Forum Replies Created

  • In reply to: Lossless streaming?

    March 27, 2023 at 2:31 am #5581
    James Johnston
    Participant

      Well, you know, it’s interesting. Back when I started working on coding, it was voice coding, and 16 kb/s was “way too much” for some applications. Things changed, transmission methods improved, and now we needed 9.6kb/s for speech.  Then 7.2 then 4.8 kb/s, even as the transmission rate improved and improved more.

      At the same time, the argument was “coding will cease being necessary”.  I kind of think that myself, but it’s been since 1976 and CODING IS STILL NECESSARY and some of the rates are LOWER than they were then.

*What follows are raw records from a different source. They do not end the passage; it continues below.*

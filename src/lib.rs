//! famplan - Terminal-based family budget planning dashboard
//!
//! This library provides the core functionality for the famplan budgeting
//! dashboard: enter yearly income sources, get a suggested 50/30/20
//! needs/wants/savings split, track the month's expenses by category, and
//! ask a remote service for a naive next-month expense prediction.
//!
//! # Architecture
//!
//! The crate is organized into the following modules:
//!
//! - `config`: Configuration and path management
//! - `error`: Custom error types
//! - `models`: Core data models (income sources, plans, expenses)
//! - `services`: Business logic layer (allocator, ledger, session)
//! - `predict`: HTTP client and background worker for the prediction service
//! - `display`: Terminal output formatting for one-shot commands
//! - `cli`: CLI command handlers
//! - `tui`: The interactive dashboard
//!
//! All budget state is session-scoped and in-memory; only settings are
//! persisted.

pub mod cli;
pub mod config;
pub mod display;
pub mod error;
pub mod models;
pub mod predict;
pub mod services;
pub mod tui;

pub use error::{PlannerError, PlannerResult};
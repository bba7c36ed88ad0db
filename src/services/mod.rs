//! Business logic layer
//!
//! Pure computation over the session state: plan allocation, the expense
//! ledger, the income comparison, and the session object that ties them
//! together.

pub mod allocator;
pub mod comparison;
pub mod ledger;
pub mod session;

pub use allocator::compute_plan;
pub use comparison::{compare_to_income, Balance, ComparisonResult};
pub use ledger::{ExpenseLedger, LedgerSummary};
pub use session::{PlannerSession, PredictionState};
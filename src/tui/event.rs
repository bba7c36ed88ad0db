//! Event handling for the dashboard
//!
//! Terminal events (key presses, resize) are read on a dedicated thread
//! and funneled through an mpsc channel, with a periodic tick the app
//! uses to poll for finished prediction requests.

use crossterm::event::{self, Event as CrosstermEvent, KeyEvent};
use std::sync::mpsc;
use std::thread;
use std::time::{Duration, Instant};

/// Terminal events
#[derive(Debug, Clone)]
pub enum Event {
    /// Key press event
    Key(KeyEvent),
    /// Terminal resize
    Resize(u16, u16),
    /// Tick event for periodic updates
    Tick,
}

/// Event handler for terminal events
pub struct EventHandler {
    /// Event receiver
    receiver: mpsc::Receiver<Event>,
    /// Event thread handle
    #[allow(dead_code)]
    handler: thread::JoinHandle<()>,
}

impl EventHandler {
    /// Create a new event handler with the specified tick rate
    pub fn new(tick_rate: Duration) -> Self {
        let (sender, receiver) = mpsc::channel();
        let handler = thread::spawn(move || {
            let mut last_tick = Instant::now();
            loop {
                // Calculate timeout for next tick
                let timeout = tick_rate
                    .checked_sub(last_tick.elapsed())
                    .unwrap_or(Duration::ZERO);

                // Poll for events
                match event::poll(timeout) {
                    Ok(true) => match event::read() {
                        Ok(CrosstermEvent::Key(key)) => {
                            if sender.send(Event::Key(key)).is_err() {
                                return;
                            }
                        }
                        Ok(CrosstermEvent::Resize(width, height)) => {
                            if sender.send(Event::Resize(width, height)).is_err() {
                                return;
                            }
                        }
                        Ok(_) => {}
                        Err(_) => return,
                    },
                    Ok(false) => {}
                    Err(_) => return,
                }

                // Send tick event if needed
                if last_tick.elapsed() >= tick_rate {
                    if sender.send(Event::Tick).is_err() {
                        return;
                    }
                    last_tick = Instant::now();
                }
            }
        });

        Self { receiver, handler }
    }

    /// Get the next event (blocking)
    pub fn next(&self) -> Result<Event, mpsc::RecvError> {
        self.receiver.recv()
    }
}

impl Default for EventHandler {
    fn default() -> Self {
        Self::new(Duration::from_millis(250))
    }
}
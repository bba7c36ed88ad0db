//! Amount parsing and formatting
//!
//! Budget figures are plain f64 values: the 50/30/20 split and the yearly
//! projection are defined over floating-point arithmetic with no internal
//! rounding. This module owns the string boundary around those values:
//! parsing user-entered amounts and formatting them for display.

use std::fmt;

/// Error type for amount parsing
#[derive(Debug, Clone, PartialEq, Eq)]
pub enum AmountParseError {
    Empty,
    InvalidFormat(String),
    NotFinite(String),
}

impl fmt::Display for AmountParseError {
    fn fmt(&self, f: &mut fmt::Formatter<'_>) -> fmt::Result {
        match self {
            AmountParseError::Empty => write!(f, "Amount cannot be empty"),
            AmountParseError::InvalidFormat(s) => write!(f, "Invalid amount format: {}", s),
            AmountParseError::NotFinite(s) => write!(f, "Amount must be finite: {}", s),
        }
    }
}

impl std::error::Error for AmountParseError {}

/// Parse an amount from a string
///
/// Accepts formats: "1050", "1050.50", "-1050", "₹1050", "$1,050.50".
/// Thousands separators are stripped before parsing. The sign is kept;
/// callers decide whether negative values are acceptable.
pub fn parse_amount(s: &str) -> Result<f64, AmountParseError> {
    let s = s.trim();
    if s.is_empty() {
        return Err(AmountParseError::Empty);
    }

    // Handle negative sign at start
    let (negative, s) = if let Some(stripped) = s.strip_prefix('-') {
        (true, stripped)
    } else {
        (false, s)
    };

    // Remove currency symbol if present
    let s = s.strip_prefix('₹').or_else(|| s.strip_prefix('$')).unwrap_or(s);

    let cleaned: String = s.chars().filter(|c| *c != ',').collect();
    if cleaned.is_empty() {
        return Err(AmountParseError::Empty);
    }

    let value: f64 = cleaned
        .parse()
        .map_err(|_| AmountParseError::InvalidFormat(s.to_string()))?;

    if !value.is_finite() {
        return Err(AmountParseError::NotFinite(s.to_string()));
    }

    Ok(if negative { -value } else { value })
}

/// Format an amount with thousands separators and two decimal places
///
/// `950000.0` becomes `"950,000.00"`. Formatting is display-only; nothing
/// downstream ever parses these strings back.
pub fn format_amount(value: f64) -> String {
    let negative = value < 0.0;
    let value = value.abs();

    // Round at the cent and carry into the whole part
    let total_cents = (value * 100.0).round() as u64;
    let whole = total_cents / 100;
    let cents = total_cents % 100;

    let digits = whole.to_string();
    let mut grouped = String::with_capacity(digits.len() + digits.len() / 3);
    for (i, c) in digits.chars().enumerate() {
        if i > 0 && (digits.len() - i) % 3 == 0 {
            grouped.push(',');
        }
        grouped.push(c);
    }

    if negative {
        format!("-{}.{:02}", grouped, cents)
    } else {
        format!("{}.{:02}", grouped, cents)
    }
}

/// Format an amount with a currency symbol prefix
pub fn format_with_symbol(value: f64, symbol: &str) -> String {
    if value < 0.0 {
        format!("-{}{}", symbol, format_amount(-value))
    } else {
        format!("{}{}", symbol, format_amount(value))
    }
}
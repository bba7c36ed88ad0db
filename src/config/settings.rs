//! User settings for famplan
//!
//! The only configuration the planner carries: where the prediction
//! service lives and how amounts are displayed. Everything else is
//! session state and never touches disk.

use serde::{Deserialize, Serialize};

use super::paths::PlannerPaths;
use crate::error::PlannerError;

/// User settings for famplan
#[derive(Debug, Clone, PartialEq, Serialize, Deserialize)]
pub struct Settings {
    /// Schema version for migration support
    #[serde(default = "default_schema_version")]
    pub schema_version: u32,

    /// Base address of the expense prediction service
    #[serde(default = "default_prediction_url")]
    pub prediction_url: String,

    /// Currency symbol used for display
    #[serde(default = "default_currency")]
    pub currency_symbol: String,
}

fn default_schema_version() -> u32 {
    1
}

fn default_prediction_url() -> String {
    "http://localhost:5000".to_string()
}

fn default_currency() -> String {
    "₹".to_string()
}

impl Default for Settings {
    fn default() -> Self {
        Self {
            schema_version: default_schema_version(),
            prediction_url: default_prediction_url(),
            currency_symbol: default_currency(),
        }
    }
}

impl Settings {
    /// Load settings from disk, or create default settings if file doesn't exist
    pub fn load_or_create(paths: &PlannerPaths) -> Result<Self, PlannerError> {
        let settings_path = paths.settings_file();

        if settings_path.exists() {
            let contents = std::fs::read_to_string(&settings_path)
                .map_err(|e| PlannerError::Io(format!("Failed to read settings file: {}", e)))?;

            let settings: Settings = serde_json::from_str(&contents).map_err(|e| {
                PlannerError::Config(format!("Failed to parse settings file: {}", e))
            })?;

            Ok(settings)
        } else {
            // Don't save yet - let caller decide when to persist
            Ok(Settings::default())
        }
    }

    /// Save settings to disk
    pub fn save(&self, paths: &PlannerPaths) -> Result<(), PlannerError> {
        paths.ensure_directories()?;

        let settings_path = paths.settings_file();
        let contents = serde_json::to_string_pretty(self)
            .map_err(|e| PlannerError::Config(format!("Failed to serialize settings: {}", e)))?;

        std::fs::write(&settings_path, contents)
            .map_err(|e| PlannerError::Io(format!("Failed to write settings file: {}", e)))?;

        Ok(())
    }
}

The price of transmission has dropped by so much (2000 for 300 bits/second modem, plus long distance charges) to what?  What does it even cost to send 300 bits/second? Is there anything within 5 orders of magnitude even still in existence?

      The same as memory. First processor I built required 32 “1×1024” memory chips.   They were blisteringly fast, 190 nanoseconds. Almost 5MHz.  Yeah. And they were, for the time, blistering fast.

      Now? Could anyone provide a 1k memory chip? 🙂

      But coded speech and music seem to be expanding. But I do wish it was all lossless coding now.

      In reply to: Studio Calibration

      March 24, 2023 at 5:21 pm #5572
      James Johnston
      Participant

        Capture of a room response at one point involves 4 variables. This might be the only use I would personally wish to put a basic ambisonic microphone to.   You have 4 variables, dx dy dz and pressure.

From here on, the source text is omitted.